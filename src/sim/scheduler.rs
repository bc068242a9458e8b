//! Procedural spawn scheduler
//!
//! Two timers drive spawning. The obstacle timer guarantees an obstacle pair
//! every `obstacle_interval` seconds. The general timer runs faster than real
//! time and, whenever it passes an interval that shrinks as speed grows, draws
//! a power-up, an obstacle pair or a collectible pattern.
//!
//! Every single spawn goes through the overlap guard. A rejected spawn is
//! dropped, never retried or substituted.

use glam::Vec2;
use rand::{Rng, SeedableRng};
use rand_pcg::Pcg32;

use super::category::{Category, ObstacleKind, PowerupKind};
use super::entity::Entity;
use super::lanes::LaneGeometry;
use super::pool::PoolRegistry;
use crate::tuning::SpawnTuning;

/// Everything a spawn touches: the pools, the active entity list and the lane curve
pub struct SpawnSite<'a> {
    pub pools: &'a mut PoolRegistry,
    pub entities: &'a mut Vec<Entity>,
    pub lanes: &'a dyn LaneGeometry,
}

/// Result of one guarded spawn attempt
#[derive(Debug, Clone, Copy, PartialEq, Eq)]
pub enum SpawnOutcome {
    /// Entity placed at the spawn row
    Spawned(u32),
    /// Lane too crowded near the spawn row
    Blocked,
    /// No template registered for the category
    Unavailable,
}

/// What a general-timer draw spawns
#[derive(Debug, Clone, Copy, PartialEq, Eq)]
pub enum GeneralDraw {
    Powerup,
    Obstacles,
    /// Obstacle draw while the obstacle timer fired this tick
    Suppressed,
    Collectibles,
}

/// Summary of one scheduler tick
#[derive(Debug, Clone, Copy, Default, PartialEq, Eq)]
pub struct SpawnReport {
    pub obstacle_pass: bool,
    pub general: Option<GeneralDraw>,
    pub spawned: u32,
    pub blocked: u32,
    pub unavailable: u32,
}

impl SpawnReport {
    fn record(&mut self, outcome: SpawnOutcome) {
        match outcome {
            SpawnOutcome::Spawned(_) => self.spawned += 1,
            SpawnOutcome::Blocked => self.blocked += 1,
            SpawnOutcome::Unavailable => self.unavailable += 1,
        }
    }
}

/// Timers, RNG and spawn rules
#[derive(Debug, Clone)]
pub struct SpawnScheduler {
    tuning: SpawnTuning,
    obstacle_timer: f32,
    general_timer: f32,
    rng: Pcg32,
}

impl SpawnScheduler {
    pub fn new(tuning: SpawnTuning, seed: u64) -> Self {
        Self {
            tuning,
            obstacle_timer: 0.0,
            general_timer: 0.0,
            rng: Pcg32::seed_from_u64(seed),
        }
    }

    pub fn tuning(&self) -> &SpawnTuning {
        &self.tuning
    }

    pub fn obstacle_timer(&self) -> f32 {
        self.obstacle_timer
    }

    pub fn general_timer(&self) -> f32 {
        self.general_timer
    }

    /// General interval at `speed`; spawns densify as speed grows
    pub fn general_interval(&self, speed: f32) -> f32 {
        if speed <= 0.0 {
            f32::INFINITY
        } else {
            self.tuning.general_interval_scale / speed
        }
    }

    /// Map a uniform draw to the general-pass action
    pub fn classify(&self, r: f32, obstacle_fired: bool) -> GeneralDraw {
        if r < self.tuning.powerup_chance {
            GeneralDraw::Powerup
        } else if r < self.tuning.obstacle_chance {
            if obstacle_fired {
                GeneralDraw::Suppressed
            } else {
                GeneralDraw::Obstacles
            }
        } else {
            GeneralDraw::Collectibles
        }
    }

    /// Run the obstacle pass then the general pass
    pub fn tick(&mut self, dt: f32, speed: f32, site: &mut SpawnSite<'_>) -> SpawnReport {
        let mut report = SpawnReport::default();

        self.obstacle_timer += dt;
        self.general_timer += dt * self.tuning.acceleration;

        // Guaranteed obstacles
        if self.obstacle_timer >= self.tuning.obstacle_interval {
            self.obstacle_timer = 0.0;
            report.obstacle_pass = true;
            self.spawn_obstacle_pattern(site, &mut report);
        }

        // General random spawning
        if self.general_timer >= self.general_interval(speed) {
            self.general_timer = 0.0;

            let r: f32 = self.rng.random();
            let draw = self.classify(r, report.obstacle_pass);
            report.general = Some(draw);

            match draw {
                GeneralDraw::Powerup => self.spawn_random_powerup(site, &mut report),
                GeneralDraw::Obstacles => self.spawn_obstacle_pattern(site, &mut report),
                GeneralDraw::Suppressed => {}
                GeneralDraw::Collectibles => self.spawn_collectible_pattern(site, &mut report),
            }
        }

        if report.spawned > 0 || report.blocked > 0 {
            log::debug!(
                "Spawn tick: {} spawned, {} blocked, {} unavailable",
                report.spawned,
                report.blocked,
                report.unavailable
            );
        }

        report
    }

    /// One random obstacle in a random lane, then one in a different lane
    pub fn spawn_obstacle_pattern(&mut self, site: &mut SpawnSite<'_>, report: &mut SpawnReport) {
        let lane_count = site.lanes.lane_count();
        if lane_count == 0 {
            return;
        }

        let first = self.rng.random_range(0..lane_count);
        let outcome = self.spawn_random_obstacle(first, site);
        report.record(outcome);

        if lane_count < 2 {
            return;
        }

        let mut second = self.rng.random_range(0..lane_count - 1);
        if second >= first {
            second += 1;
        }
        let outcome = self.spawn_random_obstacle(second, site);
        report.record(outcome);
    }

    /// One random power-up kind in one random lane
    pub fn spawn_random_powerup(&mut self, site: &mut SpawnSite<'_>, report: &mut SpawnReport) {
        let lane_count = site.lanes.lane_count();
        if lane_count == 0 {
            return;
        }

        let kind = PowerupKind::ALL[self.rng.random_range(0..PowerupKind::ALL.len())];
        let lane = self.rng.random_range(0..lane_count);
        let outcome = self.try_spawn(Category::Powerup(kind), lane, site);
        report.record(outcome);
    }

    /// One to three collectibles, each in a distinct lane
    pub fn spawn_collectible_pattern(
        &mut self,
        site: &mut SpawnSite<'_>,
        report: &mut SpawnReport,
    ) {
        let lane_count = site.lanes.lane_count();
        let max = self.tuning.max_collectibles.min(lane_count);
        if max == 0 {
            return;
        }

        let count = self.rng.random_range(1..=max);
        let lanes = rand::seq::index::sample(&mut self.rng, lane_count, count);
        for lane in lanes.iter() {
            let outcome = self.try_spawn(Category::Collectible, lane, site);
            report.record(outcome);
        }
    }

    fn spawn_random_obstacle(&mut self, lane: usize, site: &mut SpawnSite<'_>) -> SpawnOutcome {
        let kind = ObstacleKind::ALL[self.rng.random_range(0..ObstacleKind::ALL.len())];
        self.try_spawn(Category::Obstacle(kind), lane, site)
    }

    /// Whether the nearest unresolved entity in `lane` sits too close to the spawn row
    pub fn lane_blocked(&self, lane: usize, entities: &[Entity]) -> bool {
        let highest = entities
            .iter()
            .filter(|e| e.lane == lane && !e.is_despawning())
            .map(|e| e.pos.y)
            .fold(f32::NEG_INFINITY, f32::max);

        self.tuning.spawn_y - highest < self.tuning.min_spawn_gap
    }

    /// Guarded spawn of one `category` entity in `lane`
    pub fn try_spawn(&self, category: Category, lane: usize, site: &mut SpawnSite<'_>) -> SpawnOutcome {
        if self.lane_blocked(lane, site.entities) {
            log::trace!("Skipped {} in lane {}: too close to an existing entity", category, lane);
            return SpawnOutcome::Blocked;
        }

        let Some(mut entity) = site.pools.acquire(category) else {
            return SpawnOutcome::Unavailable;
        };

        let y = self.tuning.spawn_y;
        entity.activate(lane, Vec2::new(site.lanes.lane_center_x(lane, y), y));
        let id = entity.id();
        site.entities.push(entity);
        log::trace!("Spawned {} #{} in lane {}", category, id, lane);
        SpawnOutcome::Spawned(id)
    }
}
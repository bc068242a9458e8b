//! Lane geometry
//!
//! Lanes converge toward the horizon, so a lane's horizontal center depends on
//! the vertical coordinate. Positions must always be recomputed through
//! [`LaneGeometry`]; translating along a straight line drifts off the curve.

use crate::lerp;
use crate::tuning::LaneTuning;

/// Horizontal center of a lane at a given vertical position
pub trait LaneGeometry {
    /// Number of lanes
    fn lane_count(&self) -> usize;

    /// Horizontal center of `lane` at vertical position `y`
    fn lane_center_x(&self, lane: usize, y: f32) -> f32;
}

/// Perspective lane curve: offsets scaled by a power curve over the screen height
#[derive(Debug, Clone)]
pub struct PerspectiveLanes {
    offsets: Vec<f32>,
    base_height: f32,
    scale_top: f32,
    scale_bottom: f32,
    scale_exp: f32,
}

impl PerspectiveLanes {
    pub fn new(tuning: &LaneTuning) -> Self {
        Self {
            offsets: tuning.offsets.clone(),
            base_height: tuning.base_height,
            scale_top: tuning.scale_top,
            scale_bottom: tuning.scale_bottom,
            scale_exp: tuning.scale_exp,
        }
    }

    /// Perspective scale at vertical position `y`
    pub fn scale_at(&self, y: f32) -> f32 {
        let t = (y / self.base_height).clamp(0.0, 1.0);
        lerp(self.scale_top, self.scale_bottom, t.powf(self.scale_exp))
    }
}

impl Default for PerspectiveLanes {
    fn default() -> Self {
        Self::new(&LaneTuning::default())
    }
}

impl LaneGeometry for PerspectiveLanes {
    fn lane_count(&self) -> usize {
        self.offsets.len()
    }

    fn lane_center_x(&self, lane: usize, y: f32) -> f32 {
        // Out-of-range lanes collapse onto the center line
        let offset = self.offsets.get(lane).copied().unwrap_or(0.0);
        offset * self.scale_at(y)
    }
}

━━━━

PROBLEM |
How many lines in the entries above hold the word "pair"? Reply with the number by itself.

WORKED SOLUTION |
2